A cineasta contou que, na série, utilizou-se do teatro e do cinema, “peo comportamento da câmera e pelos recursos narrativos”. E a necessidade de se criar representações sobre a memória originou o recuso ao flashfoward da apresentaçãofutura da peça dentro da série para representar o passado.
Daniel Schenker
O crítico de teatro e de cinema Daniel Schenker escorou sua fala em dois pontos. Primeiro: “como o teatro torna-se dependente de tecnologias de que, em princípio, não dependeria; torna-se mais artificial, no sentido de falso; e afasta-se do entendimento de arte centrada no ator”. E segundo: “a contracena temporal entre passado e presente, na medida em que o teatro é vinculado ao aqui e agora, e o cinema, a princípio, é atrelado ao passado”.

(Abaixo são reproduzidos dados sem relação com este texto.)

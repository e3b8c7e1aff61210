use std::collections::{BTreeMap, HashMap};

use config::{Config, Environment, File, FileFormat};
use error_stack::{Report, ResultExt};
use serde::{Deserialize, Deserializer, Serialize};
use validator::Validate;

use crate::activity::PrivacyConfig;
use crate::error::BidGuardError;
use crate::openrtb::MediaType;
use crate::postprocess::bidder::{StaticBidderAliases, StaticBidderCatalog};
use crate::postprocess::BidderInfo;

pub const ENVIRONMENT_VARIABLE_PREFIX: &str = "BIDGUARD";
pub const ENVIRONMENT_VARIABLE_SEPARATOR: &str = "__";

#[derive(Debug, Clone, Default, PartialEq, Eq, Deserialize, Serialize)]
pub struct AccountAuctionConfig {
    /// Preferred media type per bidder, for bidders that reject multi-format
    /// impressions.
    #[serde(default, rename = "preferredmediatypes")]
    pub preferred_media_types: HashMap<String, MediaType>,
}

#[derive(Debug, Clone, Default, PartialEq, Eq, Deserialize, Serialize, Validate)]
pub struct Account {
    #[serde(default)]
    pub id: String,
    #[serde(default)]
    pub auction: AccountAuctionConfig,
}

#[derive(Debug, Clone, Default, Deserialize, Serialize, Validate)]
pub struct Settings {
    #[serde(default)]
    #[validate(nested)]
    pub privacy: PrivacyConfig,
    /// Bidder catalog keyed by adapter name.
    #[serde(default)]
    #[validate(nested)]
    pub bidders: HashMap<String, BidderInfo>,
    /// Alias name to adapter name.
    #[serde(default)]
    pub aliases: HashMap<String, String>,
    #[serde(default)]
    #[validate(nested)]
    pub account: Account,
}

impl Settings {
    /// Parses settings from TOML, applies `BIDGUARD__` environment overrides
    /// and validates the result.
    ///
    /// # Errors
    ///
    /// Returns [`BidGuardError::Configuration`] if the TOML is malformed,
    /// does not match the settings shape, or fails validation.
    pub fn from_toml(toml_str: &str) -> Result<Self, Report<BidGuardError>> {
        let environment = Environment::default()
            .prefix(ENVIRONMENT_VARIABLE_PREFIX)
            .separator(ENVIRONMENT_VARIABLE_SEPARATOR);

        let toml = File::from_str(toml_str, FileFormat::Toml);
        let config = Config::builder()
            .add_source(toml)
            .add_source(environment)
            .build()
            .change_context(BidGuardError::configuration("Failed to build configuration"))?;

        let settings: Self = config
            .try_deserialize()
            .change_context(BidGuardError::configuration("Failed to deserialize settings"))?;

        settings
            .validate()
            .change_context(BidGuardError::configuration("Settings validation failed"))?;

        for (alias, bidder) in &settings.aliases {
            if !settings.bidders.contains_key(bidder) {
                log::warn!("Alias '{alias}' points at unknown bidder '{bidder}'");
            }
        }

        Ok(settings)
    }

    #[must_use]
    pub fn bidder_catalog(&self) -> StaticBidderCatalog {
        StaticBidderCatalog::new(self.bidders.clone())
    }

    #[must_use]
    pub fn bidder_aliases(&self) -> StaticBidderAliases {
        StaticBidderAliases::new(self.aliases.clone())
    }
}

/// Deserializes a `Vec<T>` from either a sequence or a map keyed by index.
///
/// Environment overrides can only express lists as `VAR__0__FIELD`, which
/// arrives as a map. Entries are ordered by numeric key; non-numeric keys
/// sort after numeric ones, by name.
pub(crate) fn vec_from_seq_or_map<'de, D, T>(deserializer: D) -> Result<Vec<T>, D::Error>
where
    D: Deserializer<'de>,
    T: Deserialize<'de>,
{
    #[derive(Deserialize)]
    #[serde(untagged)]
    enum SeqOrMap<T> {
        Seq(Vec<T>),
        Map(BTreeMap<String, T>),
    }

    Ok(match SeqOrMap::deserialize(deserializer)? {
        SeqOrMap::Seq(items) => items,
        SeqOrMap::Map(entries) => {
            let mut entries: Vec<(String, T)> = entries.into_iter().collect();
            entries.sort_by(|(left, _), (right, _)| {
                match (left.parse::<usize>(), right.parse::<usize>()) {
                    (Ok(left), Ok(right)) => left.cmp(&right),
                    (Ok(_), Err(_)) => std::cmp::Ordering::Less,
                    (Err(_), Ok(_)) => std::cmp::Ordering::Greater,
                    (Err(_), Err(_)) => left.cmp(right),
                }
            });
            entries.into_iter().map(|(_, item)| item).collect()
        }
    })
}

#[cfg(test)]
mod tests {
    use crate::activity::config::{Enforcement, RuleConfig};
    use crate::postprocess::bidder::{BidderAliases, BidderCatalog, Channel};
    use crate::test_support::tests::crate_test_settings_str;

    use super::*;

    #[test]
    fn test_settings_from_canonical_toml() {
        let settings = temp_env::with_var_unset("BIDGUARD__ACCOUNT__ID", || {
            Settings::from_toml(&crate_test_settings_str()).expect("should parse")
        });

        assert_eq!(settings.account.id, "test-account");
        assert_eq!(
            settings.account.auction.preferred_media_types.get("rubicon"),
            Some(&MediaType::Video)
        );
        assert_eq!(settings.privacy.modules[0].enforcement, Enforcement::Enforce);
        let (_, sync_user) = settings
            .privacy
            .activities
            .iter()
            .find(|(name, _)| name.eq_ignore_ascii_case("syncUser"))
            .expect("should configure syncUser");
        assert!(matches!(
            sync_user.rules[0],
            RuleConfig::Condition { allow: false, .. }
        ));

        let catalog = settings.bidder_catalog();
        let rubicon = catalog.bidder_info("rubicon").expect("should have rubicon");
        assert_eq!(
            rubicon.accepted_currencies.as_deref(),
            Some(&["USD".to_string(), "EUR".to_string()][..])
        );
        assert!(!rubicon.multiformat_supported);
        assert_eq!(
            rubicon.supported_media_types(Channel::Site),
            &[MediaType::Banner, MediaType::Video]
        );

        assert_eq!(settings.bidder_aliases().resolve_bidder("rubiconalt"), "rubicon");
    }

    #[test]
    fn test_empty_toml_yields_defaults() {
        let settings = Settings::from_toml("").expect("should parse empty settings");

        assert!(settings.bidders.is_empty());
        assert!(settings.privacy.activities.is_empty());
        assert_eq!(settings.account.auction, AccountAuctionConfig::default());
    }

    #[test]
    fn test_invalid_toml_syntax() {
        let err = Settings::from_toml("[account\nid = 1").expect_err("should fail");
        assert!(matches!(
            err.current_context(),
            BidGuardError::Configuration { .. }
        ));
    }

    #[test]
    fn test_validation_rejects_empty_currency_list() {
        let toml_str = r#"
            [bidders.rubicon]
            accepted_currencies = []
            "#;

        let err = Settings::from_toml(toml_str).expect_err("should fail validation");
        assert!(
            format!("{err:?}").contains("Settings validation failed"),
            "Should report validation failure"
        );
    }

    #[test]
    fn test_unknown_media_type_is_rejected() {
        let toml_str = r#"
            [account.auction.preferredmediatypes]
            rubicon = "hologram"
            "#;

        assert!(
            Settings::from_toml(toml_str).is_err(),
            "Unknown media types should fail deserialization"
        );
    }

    #[test]
    fn test_override_env() {
        temp_env::with_var("BIDGUARD__ACCOUNT__ID", Some("env-account"), || {
            let settings =
                Settings::from_toml(&crate_test_settings_str()).expect("should parse");
            assert_eq!(settings.account.id, "env-account");
        });
    }

    #[test]
    fn test_env_list_as_index_map() {
        temp_env::with_vars(
            [
                ("BIDGUARD__PRIVACY__MODULES__0__CODE", Some("iab.usgeneral")),
                ("BIDGUARD__PRIVACY__MODULES__0__ENFORCEMENT", Some("warn")),
            ],
            || {
                let settings = Settings::from_toml("").expect("should parse");
                assert_eq!(settings.privacy.modules.len(), 1);
                assert_eq!(settings.privacy.modules[0].code, "iab.usgeneral");
                assert_eq!(settings.privacy.modules[0].enforcement, Enforcement::Warn);
            },
        );
    }

    #[test]
    fn test_vec_from_seq_or_map_orders_numeric_keys() {
        #[derive(Deserialize)]
        struct Wrapper {
            #[serde(deserialize_with = "vec_from_seq_or_map")]
            items: Vec<String>,
        }

        let from_map: Wrapper = serde_json::from_value(serde_json::json!({
            "items": {"10": "c", "2": "b", "0": "a"}
        }))
        .expect("should parse map");
        assert_eq!(from_map.items, vec!["a", "b", "c"]);

        let from_seq: Wrapper = serde_json::from_value(serde_json::json!({"items": ["x", "y"]}))
            .expect("should parse sequence");
        assert_eq!(from_seq.items, vec!["x", "y"]);
    }
}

Schenker pontuou que “as tecnologias redimensionam a noção de presença no teatro”, citando também  a obra de Heiner Goebbels, Stifters Dinge. Outro exemplo dado foi o espetáculo Os Cegos, do Ubu Theatre, do Canadá, no qual a existência de um ator presente ou não é uma questão em aberto durante a apresentação. “Suscitando a dúvida, talvez tenha conseguido furar a estrutura vinculada ao passado, do cinema, e trazer a experiência de presente”, comentou. Um terceiro exemplo seria “O que Você Vai Ver”, na qual “o espectador ouvia as vozes dos atores, mas não os via”, uma vez que eles estavam presentes no teatro mas fora do campo de visão da plateia. E ainda a peça “O Sacrifício de Andrei”, dirigida por Celina Sodré, que exibia cenas do filme de Tarkovski, congelando-as às vezes, e transformando os corpos dos atores em tela.
Para o crítico, “a interface teatro/ cinema vem interferindo no registro do ator no teatro”.
Debate
A mediadora Luciana Romagnolli comentou que muitas vezes o cinema pensa a interface com o teatro de uma perspectiva textocêntrica e de uma arte fechada na quarta parede do palco italiano, sob o estatuto da representação, sem considerar a crise do drama; e questionou se o cinema, marcado pelo “realismo congênito” (segundo André Bazin), poderia aproximar-se do instrumental do teatro contemporâneo como modo de se liberar do realismo para outras possibilidades. A cineasta Tata Amaral respondeu afirmando “a ditadura do entretenimento no cinema”, a seu ver, “sem que a gente faça muita coisa para mudar essa realidade”.
“(O cinema) é um grande veículo de ideologia e de conceitos utilizados hegemonicamente, e muitas vezes a gente está lidando com lutas simbólicas”, disse Tata, e citou seu filme Antônia, cujo propósito era “criar uma representação positiva do negro”. “A história dos negros no Brasil foi contada sob o ponto de vista de mercadores e senhores de escravo”, observou.
“De certa maneira, não estamos nos dedicando tanto à pesquisa, com exceção de novas gerações que estão trabalhando com a investigação e os limites através da negação de recursos financeiros. E, com isso, se criam novas propostas de temporalidade. O (nosso) foco é a disputa simbólica e a disputa de público. Sobra pouco para a linguagem desse ponto de vista, muito menos do que a gente gostaria”, diagnosticou a cineasta.
Daniel Schenker questionou por que seria necessário liberar qualquer coisa do realismo, já que este não necessariamente reprime a imaginação do espectador. A mediação esclareceu que liberar não significaria superar o realismo, mas ampliar outras possibilidades.
Fabbrini tomou a discussão sobre real por um viés da filosofia da arte, e comentou o fascínio com a imagem “por uma espécie de gozo pelo desaparecimento do real”. “É necessário usar esses meios com rasuras que impeçam esse fascínio da imagem”, argumentou, indagando “como utilizar as tecnologias sem ficar refém delas”.
O professor recorreu à volta da questão sobre a autonomia da arte “não como arte pela arte, mas como uma linguagem autônoma para antagonizar com o real”, o que seria um projeto político. “O problema é a arte ficar demais presa à realidade existente e que nela acabe por sucumbir. Algum distanciamento em relação à realiade é necessário para a reconfiguração dessa realidade”, disse.